Recorded information
—————
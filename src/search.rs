//! Read path of the retrieval index: similarity ranking and answer
//! composition.
//!
//! Vectors are compared in Rust with cosine similarity; the best passages are
//! handed to the model in a single prompt asking for an answer followed by a
//! `SOURCES:` line.

use sqlx::{Row, SqlitePool};

use crate::embedding::{blob_to_vec, cosine_similarity};
use crate::error::IndexError;
use crate::models::ScoredPassage;

/// The `k` passages of `collection` most similar to `query`, best first.
pub async fn top_passages(
    pool: &SqlitePool,
    collection: &str,
    query: &[f32],
    k: usize,
) -> Result<Vec<ScoredPassage>, IndexError> {
    let rows = sqlx::query("SELECT id, source, text, embedding FROM records WHERE collection = ?")
        .bind(collection)
        .fetch_all(pool)
        .await?;

    let mut scored: Vec<ScoredPassage> = rows
        .iter()
        .map(|row| {
            let blob: Vec<u8> = row.get("embedding");
            ScoredPassage {
                id: row.get("id"),
                source: row.get("source"),
                text: row.get("text"),
                score: cosine_similarity(query, &blob_to_vec(&blob)),
            }
        })
        .collect();

    scored.sort_by(|a, b| {
        b.score
            .partial_cmp(&a.score)
            .unwrap_or(std::cmp::Ordering::Equal)
            .then_with(|| a.id.cmp(&b.id))
    });
    scored.truncate(k);
    Ok(scored)
}

/// Prompt asking for an answer grounded in `passages` with cited sources.
pub fn compose_prompt(question: &str, passages: &[ScoredPassage]) -> String {
    let summaries = passages
        .iter()
        .map(|p| format!("Content: {}\nSource: {}", p.text, p.source))
        .collect::<Vec<_>>()
        .join("\n\n");

    format!(
        "Given the following extracted parts of a long document and a question, create a final answer with references (\"SOURCES\").\n\
         If you don't know the answer, just say that you don't know. Don't try to make up an answer.\n\
         ALWAYS return a \"SOURCES\" part in your answer.\n\n\
         QUESTION: {question}\n\
         =========\n\
         {summaries}\n\
         =========\n\
         FINAL ANSWER:"
    )
}

/// Split a model reply into the answer and its `SOURCES:` part.
///
/// The marker is matched case-insensitively, singular or plural; the last
/// occurrence wins. Without a marker the whole reply is the answer.
pub fn split_answer(reply: &str) -> (String, String) {
    let upper = reply.to_ascii_uppercase();
    let marker = ["SOURCES:", "SOURCE:"]
        .iter()
        .filter_map(|m| upper.rfind(m).map(|at| (at, m.len())))
        .max_by_key(|(at, _)| *at);

    let (answer, sources) = match marker {
        Some((at, len)) => (&reply[..at], reply[at + len..].trim()),
        None => (reply, ""),
    };
    let answer = answer.trim();
    let answer = answer.strip_prefix("FINAL ANSWER:").unwrap_or(answer).trim();
    (answer.to_string(), sources.to_string())
}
—————
Assignment
Nothing but lines that contain "reply" should appear in the answer. Copy each from the records.

Solution for this exercise
/// Split a model reply into the answer and its `SOURCES:` part.
/// occurrence wins. Without a marker the whole reply is the answer.
pub fn split_answer(reply: &str) -> (String, String) {
    let upper = reply.to_ascii_uppercase();
        Some((at, len)) => (&reply[..at], reply[at + len..].trim()),
        None => (reply, ""),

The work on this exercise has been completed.